In aim 1, we will complete our systematic analysis of the Dub proteome, and will examine the proteome of """"""""substrate-trapping"""""""" Dub mutants with the goal of identifying weakly bound substrates. Further enhancement and integration of our informatics platform and database is also proposed.
Aim 2 has the broad goal of elucidating emerging themes in the function and regulation of Dubs, including: 1) the role of WD40 proteins as activator and substrate receptor subunits of Dubs, and 2) the cross-regulation of Dubs, E3s, and targets of E3s. These themes will be addressed using 2 specific Dub networks we have identified via our proteomics analysis. Together, these experiments will provide a powerful resource for the field devoted to elucidating the functions and targets of Dubs and will begin to uncover important regulatory networks that appear to be commonly employed to regulate Dub function.

Public Health Relevance

Modification of proteins by ubiquitin constitutes a primary mode of protein regulation in cells and underlies diverse signaling pathways. Removal of ubiquitin is a key step in many pathways and can lead to alterations in the flux through signaling pathways. The enzymes responsible for ubiquitin removal are referred to as deubiquitinating enzymes (Dubs). Several Dubs have been implicated in key signaling systems, including p53 regulation, the DNA damage response, DNA repair, and neurodegenerative diseases.

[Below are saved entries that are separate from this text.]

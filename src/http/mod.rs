use crate::{
    config::Config,
    error::{SourceError, TrackerError},
    models::{job::JobHandle, job_result::JobResult, progress::ProgressSnapshot},
    tracker::JobSource,
    utils::json::parse_serde_json_value_to_raw_string,
};
use anyhow::Result;
use futures::future::BoxFuture;
use reqwest::{
    header::{HeaderValue, ACCEPT},
    multipart::{Form, Part},
    Client, ClientBuilder,
};
use serde::de::DeserializeOwned;
use serde_json::Value;
use std::time::Duration;

/// A CSV file to hand over to a batch endpoint.
#[derive(Debug, Clone)]
pub struct BatchUpload {
    pub file_name: String,
    pub content: Vec<u8>,
    /// Ordered CSV columns; the server falls back to its defaults when empty.
    pub columns: Vec<String>,
    pub encoding: Option<String>,
    /// Turns off server-side notifications such as mails.
    pub quiet: bool,
}

impl BatchUpload {
    fn into_form(self) -> Result<Form, reqwest::Error> {
        let csv = Part::bytes(self.content)
            .file_name(self.file_name)
            .mime_str("text/csv")?;
        let mut form = Form::new().part("csv-file", csv);
        for column in self.columns {
            form = form.text("columns", column);
        }
        if let Some(encoding) = self.encoding {
            form = form.text("encoding", encoding);
        }
        if self.quiet {
            form = form.text("quiet", "true");
        }
        Ok(form)
    }
}

/// Talks to the batch endpoints over HTTP.
#[derive(Debug, Clone)]
pub struct HttpJobSource {
    http_client: Client,
}

impl HttpJobSource {
    pub fn new(config: &Config) -> Result<Self> {
        let http_client = ClientBuilder::new()
            .danger_accept_invalid_certs(config.trust_invalid_certs)
            .timeout(Duration::from_secs(config.request_timeout_secs))
            .build()?;
        Ok(Self { http_client })
    }

    async fn get_json<T: DeserializeOwned>(&self, url: &str) -> Result<T, SourceError> {
        let response: reqwest::Response = self
            .http_client
            .get(url)
            .header(ACCEPT, HeaderValue::from_static("application/json"))
            .send()
            .await?;
        let status = response.status();
        let body = response.text().await?;
        if !status.is_success() {
            return Err(SourceError::Status {
                code: status.as_u16(),
                body,
            });
        }
        Ok(serde_json::from_str(&body)?)
    }

    /// `POST {endpoint_base}` with the CSV, returning the handle of the created job.
    pub async fn submit_batch(
        &self,
        endpoint_base: &str,
        upload: BatchUpload,
    ) -> Result<JobHandle, TrackerError> {
        let submission_failed = |source: SourceError| TrackerError::SubmissionFailed {
            endpoint: endpoint_base.to_string(),
            source,
        };
        log::info!(
            "Uploading {} ({} bytes) to {}",
            upload.file_name,
            upload.content.len(),
            endpoint_base
        );
        let form = upload
            .into_form()
            .map_err(|e| submission_failed(e.into()))?;
        let response: reqwest::Response = self
            .http_client
            .post(endpoint_base)
            .header(ACCEPT, HeaderValue::from_static("application/json"))
            .multipart(form)
            .send()
            .await
            .map_err(|e| submission_failed(e.into()))?;
        let status = response.status();
        let body = response
            .text()
            .await
            .map_err(|e| submission_failed(e.into()))?;
        if !status.is_success() {
            return Err(submission_failed(SourceError::Status {
                code: status.as_u16(),
                body,
            }));
        }
        let job_id = parse_job_id(&body).map_err(submission_failed)?;
        log::info!("Batch job {job_id} created at {endpoint_base}");
        Ok(JobHandle::new(endpoint_base, job_id))
    }
}

/// The creation call answers with the bare identifier, as a JSON number or string.
fn parse_job_id(body: &str) -> Result<String, SourceError> {
    let value: Value = serde_json::from_str(body.trim())?;
    match value {
        Value::Number(_) | Value::String(_) => {
            let job_id = parse_serde_json_value_to_raw_string(&value);
            if job_id.is_empty() {
                return Err(SourceError::Unexpected("empty job identifier".to_string()));
            }
            Ok(job_id)
        }
        other => Err(SourceError::Unexpected(format!(
            "expected a job identifier, got {other}"
        ))),
    }
}

impl JobSource for HttpJobSource {
    fn fetch_status<'a>(
        &'a self,
        job: &'a JobHandle,
    ) -> BoxFuture<'a, Result<ProgressSnapshot, SourceError>> {
        Box::pin(async move { self.get_json(&job.status_url()).await })
    }

    fn fetch_result<'a>(
        &'a self,
        job: &'a JobHandle,
    ) -> BoxFuture<'a, Result<JobResult, SourceError>> {
        Box::pin(async move { self.get_json(&job.result_url()).await })
    }
}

We have employed proteomics to elucidate the proteins and protein complexes associated with 75 of the 95 Dubs present in the human genome. In many cases, we provide the first indications of the pathways within which a particular Dub functions. In this proposal, we seek to continue to elucidate Dub pathways by employing """"""""substrate trapping"""""""" mutants in a systematic analysis of Dub targets, and we propose to elucidate 2 major regulatory themes that have emerged from our proteomic analysis thus far: 1) activation of Dubs by WD40 proteins and reciprocal regulation of E3s by Dubs. This work will continue to strengthen our understanding of the functions and regulation of Dubs in a systematic manner.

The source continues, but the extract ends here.